Among the records that follow, find each line holding the word "ToString" and copy it.

### DATA FOR REVIEW
== Segment start ==

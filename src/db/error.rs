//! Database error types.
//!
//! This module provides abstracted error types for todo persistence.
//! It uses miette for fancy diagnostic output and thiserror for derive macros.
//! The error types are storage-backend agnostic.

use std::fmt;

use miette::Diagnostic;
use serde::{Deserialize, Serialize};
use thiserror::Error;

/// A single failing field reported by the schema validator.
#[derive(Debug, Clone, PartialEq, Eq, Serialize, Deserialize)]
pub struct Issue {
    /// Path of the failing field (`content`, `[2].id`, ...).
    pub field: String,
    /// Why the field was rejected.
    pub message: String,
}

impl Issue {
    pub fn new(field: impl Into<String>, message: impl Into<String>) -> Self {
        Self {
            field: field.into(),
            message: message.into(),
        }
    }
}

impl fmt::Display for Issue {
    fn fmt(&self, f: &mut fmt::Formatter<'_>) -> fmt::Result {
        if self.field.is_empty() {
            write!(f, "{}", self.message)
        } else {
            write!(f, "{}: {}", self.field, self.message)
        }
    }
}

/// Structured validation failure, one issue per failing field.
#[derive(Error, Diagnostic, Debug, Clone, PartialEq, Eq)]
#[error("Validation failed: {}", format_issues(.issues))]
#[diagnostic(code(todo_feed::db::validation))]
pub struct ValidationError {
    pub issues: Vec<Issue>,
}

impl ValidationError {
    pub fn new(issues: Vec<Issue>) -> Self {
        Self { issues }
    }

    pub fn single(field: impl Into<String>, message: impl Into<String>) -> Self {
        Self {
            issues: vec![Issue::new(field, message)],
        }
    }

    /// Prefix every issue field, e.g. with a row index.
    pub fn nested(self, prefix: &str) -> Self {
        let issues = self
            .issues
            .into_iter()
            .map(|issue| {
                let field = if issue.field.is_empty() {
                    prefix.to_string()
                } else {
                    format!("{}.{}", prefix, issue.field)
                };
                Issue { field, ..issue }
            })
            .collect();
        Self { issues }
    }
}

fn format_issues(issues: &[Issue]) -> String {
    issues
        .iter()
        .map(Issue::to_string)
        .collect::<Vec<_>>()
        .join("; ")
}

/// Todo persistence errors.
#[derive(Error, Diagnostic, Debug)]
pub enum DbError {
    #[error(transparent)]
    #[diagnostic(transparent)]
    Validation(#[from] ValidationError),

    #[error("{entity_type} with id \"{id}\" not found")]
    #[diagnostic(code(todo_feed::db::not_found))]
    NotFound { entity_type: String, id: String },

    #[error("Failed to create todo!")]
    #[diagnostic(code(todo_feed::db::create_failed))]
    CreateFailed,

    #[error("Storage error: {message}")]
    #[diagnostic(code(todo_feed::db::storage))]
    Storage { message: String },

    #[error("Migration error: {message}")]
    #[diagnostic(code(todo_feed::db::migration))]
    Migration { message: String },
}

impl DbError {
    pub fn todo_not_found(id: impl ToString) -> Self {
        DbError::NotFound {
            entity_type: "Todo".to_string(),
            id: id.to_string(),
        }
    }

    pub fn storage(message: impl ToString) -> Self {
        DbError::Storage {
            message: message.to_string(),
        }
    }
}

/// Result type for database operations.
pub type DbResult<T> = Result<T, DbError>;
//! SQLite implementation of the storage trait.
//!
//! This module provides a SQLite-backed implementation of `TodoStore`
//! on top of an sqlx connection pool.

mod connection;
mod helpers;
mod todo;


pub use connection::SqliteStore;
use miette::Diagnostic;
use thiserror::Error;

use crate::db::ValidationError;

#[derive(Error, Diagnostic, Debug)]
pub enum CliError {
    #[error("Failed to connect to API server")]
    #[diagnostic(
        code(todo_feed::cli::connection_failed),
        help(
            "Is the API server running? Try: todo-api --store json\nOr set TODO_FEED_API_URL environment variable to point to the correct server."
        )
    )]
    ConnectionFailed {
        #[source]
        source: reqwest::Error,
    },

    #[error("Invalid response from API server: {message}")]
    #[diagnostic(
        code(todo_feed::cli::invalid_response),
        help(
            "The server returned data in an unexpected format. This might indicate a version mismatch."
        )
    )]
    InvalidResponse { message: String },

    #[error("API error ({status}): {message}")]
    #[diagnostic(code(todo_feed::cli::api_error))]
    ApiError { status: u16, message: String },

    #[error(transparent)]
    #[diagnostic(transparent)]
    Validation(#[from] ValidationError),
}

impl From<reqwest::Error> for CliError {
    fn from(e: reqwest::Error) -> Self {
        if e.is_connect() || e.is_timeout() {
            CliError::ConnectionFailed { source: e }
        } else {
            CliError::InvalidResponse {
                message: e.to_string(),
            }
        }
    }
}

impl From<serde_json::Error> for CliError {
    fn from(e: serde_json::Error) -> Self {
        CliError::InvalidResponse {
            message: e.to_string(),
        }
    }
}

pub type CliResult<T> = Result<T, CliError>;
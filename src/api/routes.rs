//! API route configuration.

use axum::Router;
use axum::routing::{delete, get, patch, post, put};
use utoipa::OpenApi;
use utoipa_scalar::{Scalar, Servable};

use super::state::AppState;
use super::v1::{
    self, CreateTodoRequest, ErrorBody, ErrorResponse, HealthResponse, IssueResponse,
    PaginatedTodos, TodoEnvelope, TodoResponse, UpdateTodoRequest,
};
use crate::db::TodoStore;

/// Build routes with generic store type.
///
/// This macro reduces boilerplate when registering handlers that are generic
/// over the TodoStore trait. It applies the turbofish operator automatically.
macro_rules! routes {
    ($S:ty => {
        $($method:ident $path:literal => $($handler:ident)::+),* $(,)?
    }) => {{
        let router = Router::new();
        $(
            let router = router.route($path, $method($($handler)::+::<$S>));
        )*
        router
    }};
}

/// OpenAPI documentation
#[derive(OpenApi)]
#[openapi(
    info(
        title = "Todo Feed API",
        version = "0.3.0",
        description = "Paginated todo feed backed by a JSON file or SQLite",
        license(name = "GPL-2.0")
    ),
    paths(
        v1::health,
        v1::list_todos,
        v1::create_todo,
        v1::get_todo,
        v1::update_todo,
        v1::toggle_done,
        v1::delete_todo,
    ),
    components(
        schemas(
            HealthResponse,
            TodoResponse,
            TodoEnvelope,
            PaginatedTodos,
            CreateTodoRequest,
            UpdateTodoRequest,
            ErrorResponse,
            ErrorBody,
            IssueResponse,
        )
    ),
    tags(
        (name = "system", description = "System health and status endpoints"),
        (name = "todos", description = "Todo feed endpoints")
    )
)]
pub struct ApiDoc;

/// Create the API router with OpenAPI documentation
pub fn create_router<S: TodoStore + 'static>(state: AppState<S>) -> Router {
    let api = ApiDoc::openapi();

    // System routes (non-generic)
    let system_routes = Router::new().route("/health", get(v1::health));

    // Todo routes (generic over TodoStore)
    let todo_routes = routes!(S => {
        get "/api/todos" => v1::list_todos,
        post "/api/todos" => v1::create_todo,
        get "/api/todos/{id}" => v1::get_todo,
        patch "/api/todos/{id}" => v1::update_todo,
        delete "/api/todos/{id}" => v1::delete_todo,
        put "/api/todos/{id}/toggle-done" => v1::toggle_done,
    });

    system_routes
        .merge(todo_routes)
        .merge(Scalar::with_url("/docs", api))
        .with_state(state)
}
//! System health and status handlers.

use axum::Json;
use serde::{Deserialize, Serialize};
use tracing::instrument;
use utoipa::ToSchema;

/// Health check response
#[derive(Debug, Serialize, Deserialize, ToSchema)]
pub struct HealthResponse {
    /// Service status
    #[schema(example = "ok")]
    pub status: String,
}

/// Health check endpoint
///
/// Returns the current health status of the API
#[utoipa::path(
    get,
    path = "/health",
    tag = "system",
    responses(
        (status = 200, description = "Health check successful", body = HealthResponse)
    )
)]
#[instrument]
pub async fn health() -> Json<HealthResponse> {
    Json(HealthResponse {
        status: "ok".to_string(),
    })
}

== Segment end ==

### RESULT
    pub fn todo_not_found(id: impl ToString) -> Self {
    pub fn storage(message: impl ToString) -> Self {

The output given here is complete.